After the Big Event is over, there will always be those who don’t want it to end.

This isn’t about the writing or story structure, it’s about what you can do once you have a story – or at least a draft of one.

About the term Community Belonging: bringing people together

You could just as easily use terms like Community Building or Community Organizing, but I feel like these words have lost their luster. They don’t have the same meaning today as they did when first coined.

When it comes to the arts in particular, it feels to me more natural to talk about Community Belonging, because that is what the building and organizing is meant to create: the sense that we people belong together. We don’t just live around the same space, we belong there, and we do things together to support each other – to make being there have meaning, to enhance our identities, to establish a sense of, “this is awesome.”

“We did this together, and that makes us awesome.” That’s the feeling of Community Belonging, and it’s incredible when you get a glimmer of that.

In my town (my adopted town of Homburg, Germany), there are about 55,000 people from all over the world. I’ve personally noted about a dozen different languages spoken on the streets here. According to the town records, that number is closer to 30+ languages. So how do you bring these people together?

Pictures and stories. Of course!

An Arts Event Has 3 Goals: what a community event for the arts should accomplish

If you want to do something great with and for your community then organizing an arts event can bring people together in amazing and unexpected ways.

The event should do 3 things:

  1. introduce your community to what it is you do,
  2. showcase what other creative people in the area are doing, and
  3. get people pulling together to bring more creativity and fun – to everyone.
    • This can inspire people with different strengths to collaborate with each other.
    • This can lead to new programs being developed, because the need will be apparent.
    • It can lead to new friendships that otherwise would never happen.

Why I Do This

The best times of my life have been at writing conferences, book events and other creative-oriented events. Why? Other creative people are there. My whole life, I’ve most of the time felt like I didn’t really fit in anywhere. So I was nowhere, really. I had no sense of place because – where did I belong?

Over time, I found that I belong with creative people. When you find out that someone is creative, it’s instantaneously exciting because you share something important in common. When you have a group of creative people all in one place, the air feels a-buzz with a special excitement.

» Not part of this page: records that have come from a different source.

//! Multiclass traffic classifier: the model seam, its ONNX backend, and the timeout adapter the
//! pipeline calls.

mod adapter;
mod onnx;

pub use adapter::ClassifierAdapter;
pub use onnx::OnnxClassifier;

use crate::capture::PacketRecord;
use crate::error::Result;
use crate::features::FeatureVector;
use chrono::{DateTime, Utc};
use serde::{Deserialize, Serialize};
use std::fmt;
use std::net::IpAddr;

/// Anything that maps a feature vector to a class id. Called from a blocking thread.
pub trait Classifier: Send + Sync {
    fn predict(&self, features: &FeatureVector) -> Result<i64>;
}

impl<F> Classifier for F
where
    F: Fn(&FeatureVector) -> Result<i64> + Send + Sync,
{
    fn predict(&self, features: &FeatureVector) -> Result<i64> {
        self(features)
    }
}

/// Traffic classes the model was trained on. Serialized names are what the dashboard shows.
#[derive(Debug, Clone, Copy, PartialEq, Eq, Hash, Serialize, Deserialize)]
pub enum Label {
    Benign,
    Probe,
    #[serde(rename = "DoS")]
    Dos,
    #[serde(rename = "R2L")]
    RemoteToLocal,
    #[serde(rename = "U2R")]
    UserToRoot,
}

impl Label {
    pub const ALL: [Label; 5] = [
        Label::Benign,
        Label::Probe,
        Label::Dos,
        Label::RemoteToLocal,
        Label::UserToRoot,
    ];

    pub fn from_class_id(id: i64) -> Option<Self> {
        usize::try_from(id).ok().and_then(|i| Self::ALL.get(i).copied())
    }

    pub fn class_id(self) -> i64 {
        self as i64
    }

    pub fn is_alert(self) -> bool {
        self != Label::Benign
    }

    pub fn as_str(self) -> &'static str {
        match self {
            Label::Benign => "Benign",
            Label::Probe => "Probe",
            Label::Dos => "DoS",
            Label::RemoteToLocal => "R2L",
            Label::UserToRoot => "U2R",
        }
    }
}

impl fmt::Display for Label {
    fn fmt(&self, f: &mut fmt::Formatter<'_>) -> fmt::Result {
        f.write_str(self.as_str())
    }
}

/// Classification of one packet, ready for publishing
#[derive(Debug, Clone, PartialEq, Serialize, Deserialize)]
pub struct ClassificationResult {
    /// Arrival order within this run
    pub seq: u64,
    pub label: Label,
    pub src: IpAddr,
    pub dst: IpAddr,
    /// Wall-clock time the packet was taken off the capture source
    pub observed_at: DateTime<Utc>,
    pub alert: bool,
}

impl ClassificationResult {
    pub fn new(seq: u64, packet: &PacketRecord, label: Label, observed_at: DateTime<Utc>) -> Self {
        Self {
            seq,
            label,
            src: packet.src,
            dst: packet.dst,
            observed_at,
            alert: label.is_alert(),
        }
    }

    pub fn class_id(&self) -> i64 {
        self.label.class_id()
    }
}
//! Packet sources. Capture and protocol parsing happen outside the sensor; a source only hands
//! over already-parsed [`PacketRecord`]s in arrival order.

mod channel;
mod replay;

use crate::error::Result;
use serde::{Deserialize, Serialize};
use std::fmt;
use std::net::IpAddr;

pub use channel::ChannelCapture;
pub use replay::ReplayCapture;

/// Transport protocol as seen by the model. Anything that is not TCP or UDP is `Other`.
#[derive(Debug, Clone, Copy, PartialEq, Eq, Hash, Serialize, Deserialize)]
#[serde(from = "u8", into = "u8")]
pub enum Protocol {
    Tcp,
    Udp,
    Other,
}

impl Protocol {
    pub fn id(self) -> u8 {
        match self {
            Protocol::Tcp => 6,
            Protocol::Udp => 17,
            Protocol::Other => 1,
        }
    }
}

impl From<u8> for Protocol {
    fn from(id: u8) -> Self {
        match id {
            6 => Protocol::Tcp,
            17 => Protocol::Udp,
            _ => Protocol::Other,
        }
    }
}

impl From<Protocol> for u8 {
    fn from(p: Protocol) -> Self {
        p.id()
    }
}

impl fmt::Display for Protocol {
    fn fmt(&self, f: &mut fmt::Formatter<'_>) -> fmt::Result {
        match self {
            Protocol::Tcp => f.write_str("tcp"),
            Protocol::Udp => f.write_str("udp"),
            Protocol::Other => f.write_str("other"),
        }
    }
}

/// One observed IP packet.
#[derive(Debug, Clone, Copy, PartialEq, Eq, Serialize, Deserialize)]
pub struct PacketRecord {
    /// Arrival time on a monotonic clock, microseconds
    pub ts_us: u64,
    pub src: IpAddr,
    pub dst: IpAddr,
    /// Frame length in bytes
    pub length: u32,
    pub protocol: Protocol,
}

/// Trait for packet sources feeding the pipeline.
pub trait CaptureSource: Send {
    /// Short label for logs
    fn name(&self) -> &str;

    /// Block until the next packet. `Ok(None)` is a clean end of capture; an error means the
    /// source is gone and no further packets will come.
    fn next_packet(&mut self) -> Result<Option<PacketRecord>>;
}
//! NIDS sensor entrypoint: load config and model, then classify packets from the configured
//! capture source until it ends or Ctrl+C. A missing model stops startup.

use nids_sensor::{
    capture::{CaptureSource, ReplayCapture},
    config::SensorConfig,
    logging::StructuredLogger,
    model::{ClassifierAdapter, OnnxClassifier},
    pipeline::Pipeline,
    publish::EventPublisher,
};
use std::path::PathBuf;
use std::sync::atomic::{AtomicBool, Ordering};
use std::sync::Arc;
use std::time::Duration;
use tracing::{error, info, warn};

/// Abandoned model calls still running at exit are not waited on past this.
const SHUTDOWN_GRACE: Duration = Duration::from_secs(2);

/// First interrupt requests a stop; returns true on a repeat, when the caller should exit now.
/// Capture blocked on a read only sees the stop once the read returns.
fn on_interrupt(stop: &AtomicBool) -> bool {
    if stop.swap(true, Ordering::Relaxed) {
        return true;
    }
    info!("stop requested, finishing queued packets (Ctrl+C again to exit now)");
    false
}

fn main() -> Result<(), Box<dyn std::error::Error + Send + Sync>> {
    let config_path = std::env::var("NIDS_CONFIG_PATH")
        .map(PathBuf::from)
        .unwrap_or_else(|_| PathBuf::from("config.json"));
    let config = SensorConfig::load(&config_path)?;

    StructuredLogger::init(&config.log)?;
    info!(config = %config_path.display(), "NIDS sensor starting");

    let model = match OnnxClassifier::load(&config.model.path, config.model.sha256.as_deref()) {
        Ok(m) => m,
        Err(e) => {
            error!(error = %e, "cannot serve without a model");
            return Err(e.into());
        }
    };
    let classifier = ClassifierAdapter::new(Arc::new(model), config.pipeline.classify_timeout());

    // Kept here so the last reference drops outside the runtime: the http sink owns a
    // blocking client.
    let publisher = Arc::new(EventPublisher::from_config(&config.sinks)?);

    let capture: Box<dyn CaptureSource> = match &config.capture.replay_path {
        Some(path) => Box::new(ReplayCapture::from_path(path)?),
        None => Box::new(ReplayCapture::stdin()),
    };

    let pipeline = Pipeline::from_config(&config, classifier, Arc::clone(&publisher));
    let stop = pipeline.stop_handle();
    if let Err(e) = ctrlc::set_handler(move || {
        if on_interrupt(&stop) {
            std::process::exit(130);
        }
    }) {
        warn!(error = %e, "Ctrl+C handler not installed");
    }

    info!(
        source = capture.name(),
        model = %config.model.path.display(),
        sinks = %publisher.sink_names().join(","),
        window = ?config.window.strategy,
        horizon_ms = config.window.horizon_ms,
        queue_capacity = config.pipeline.queue_capacity,
        classify_timeout_ms = ?config.pipeline.classify_timeout_ms,
        "sensor live"
    );

    let runtime = tokio::runtime::Builder::new_multi_thread()
        .enable_all()
        .build()?;
    let outcome = runtime.block_on(pipeline.run(capture));
    runtime.shutdown_timeout(SHUTDOWN_GRACE);

    let snapshot = match outcome {
        Ok(s) => s,
        Err(e) => {
            error!(error = %e, "sensor stopped");
            return Err(e.into());
        }
    };
    info!(
        received = snapshot.received,
        classified = snapshot.classified,
        published = snapshot.published,
        alerts = snapshot.alerts,
        dropped = snapshot.dropped(),
        publish_failures = snapshot.publish_failures,
        labels = ?snapshot.labels,
        "sensor stopped"
    );
    Ok(())
}
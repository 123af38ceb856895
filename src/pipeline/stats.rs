//! Pipeline counters. All of them only ever go up.

use super::DropReason;
use crate::model::Label;
use serde::{Deserialize, Serialize};
use std::collections::BTreeMap;
use std::sync::atomic::{AtomicU64, Ordering};

#[derive(Debug, Default)]
pub struct PipelineStats {
    received: AtomicU64,
    classified: AtomicU64,
    published: AtomicU64,
    alerts: AtomicU64,
    dropped_queue_full: AtomicU64,
    dropped_inference_error: AtomicU64,
    dropped_inference_timeout: AtomicU64,
    publish_failures: AtomicU64,
    per_label: [AtomicU64; 5],
}

/// Point-in-time copy of [`PipelineStats`]
#[derive(Debug, Clone, Default, PartialEq, Eq, Serialize, Deserialize)]
pub struct PipelineSnapshot {
    pub received: u64,
    pub classified: u64,
    pub published: u64,
    pub alerts: u64,
    pub dropped_queue_full: u64,
    pub dropped_inference_error: u64,
    pub dropped_inference_timeout: u64,
    pub publish_failures: u64,
    pub labels: BTreeMap<String, u64>,
}

impl PipelineSnapshot {
    /// Packets that never reached the publisher
    pub fn dropped(&self) -> u64 {
        self.dropped_queue_full + self.dropped_inference_error + self.dropped_inference_timeout
    }
}

impl PipelineStats {
    pub fn record_received(&self) {
        self.received.fetch_add(1, Ordering::Relaxed);
    }

    pub fn record_classified(&self, label: Label) {
        self.classified.fetch_add(1, Ordering::Relaxed);
        self.per_label[label.class_id() as usize].fetch_add(1, Ordering::Relaxed);
        if label.is_alert() {
            self.alerts.fetch_add(1, Ordering::Relaxed);
        }
    }

    pub fn record_published(&self, failed_sinks: usize) {
        self.published.fetch_add(1, Ordering::Relaxed);
        self.publish_failures
            .fetch_add(failed_sinks as u64, Ordering::Relaxed);
    }

    pub fn record_drop(&self, reason: DropReason) {
        let counter = match reason {
            DropReason::QueueFull => &self.dropped_queue_full,
            DropReason::InferenceError => &self.dropped_inference_error,
            DropReason::InferenceTimeout => &self.dropped_inference_timeout,
        };
        counter.fetch_add(1, Ordering::Relaxed);
    }

    pub fn received(&self) -> u64 {
        self.received.load(Ordering::Relaxed)
    }

    pub fn dropped_queue_full(&self) -> u64 {
        self.dropped_queue_full.load(Ordering::Relaxed)
    }

    pub fn snapshot(&self) -> PipelineSnapshot {
        let labels = Label::ALL
            .iter()
            .map(|l| {
                (
                    l.as_str().to_string(),
                    self.per_label[l.class_id() as usize].load(Ordering::Relaxed),
                )
            })
            .collect();
        PipelineSnapshot {
            received: self.received(),
            classified: self.classified.load(Ordering::Relaxed),
            published: self.published.load(Ordering::Relaxed),
            alerts: self.alerts.load(Ordering::Relaxed),
            dropped_queue_full: self.dropped_queue_full(),
            dropped_inference_error: self.dropped_inference_error.load(Ordering::Relaxed),
            dropped_inference_timeout: self.dropped_inference_timeout.load(Ordering::Relaxed),
            publish_failures: self.publish_failures.load(Ordering::Relaxed),
            labels,
        }
    }
}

We’re all doing cool, creative things! This is awesome! Let’s do creative stuff together!

And you just exchange and share that excitement, that creative energy, to get more done than you otherwise would be able to do. This is a gift I wish I could give anyone needing a little push – to get the ideas out of their head and Out Into The World in some form – be it a painting, a story, a song – Whatever!

That’s why I love planning events like this, why I love going to events like this. It keeps me going, and I know it keeps everyone else going too. It changes peoples’ minds from status quo to status mirus (mirus = wonder).

Why You Should Plan an Event

It’s a stale cliché that artistic types or creative types are incapable of planning, of organizing – or really doing anything that resembles a sense of responsibility. For the most part, that’s absolutely true – of course. I won’t deny it! (Are you crazy?)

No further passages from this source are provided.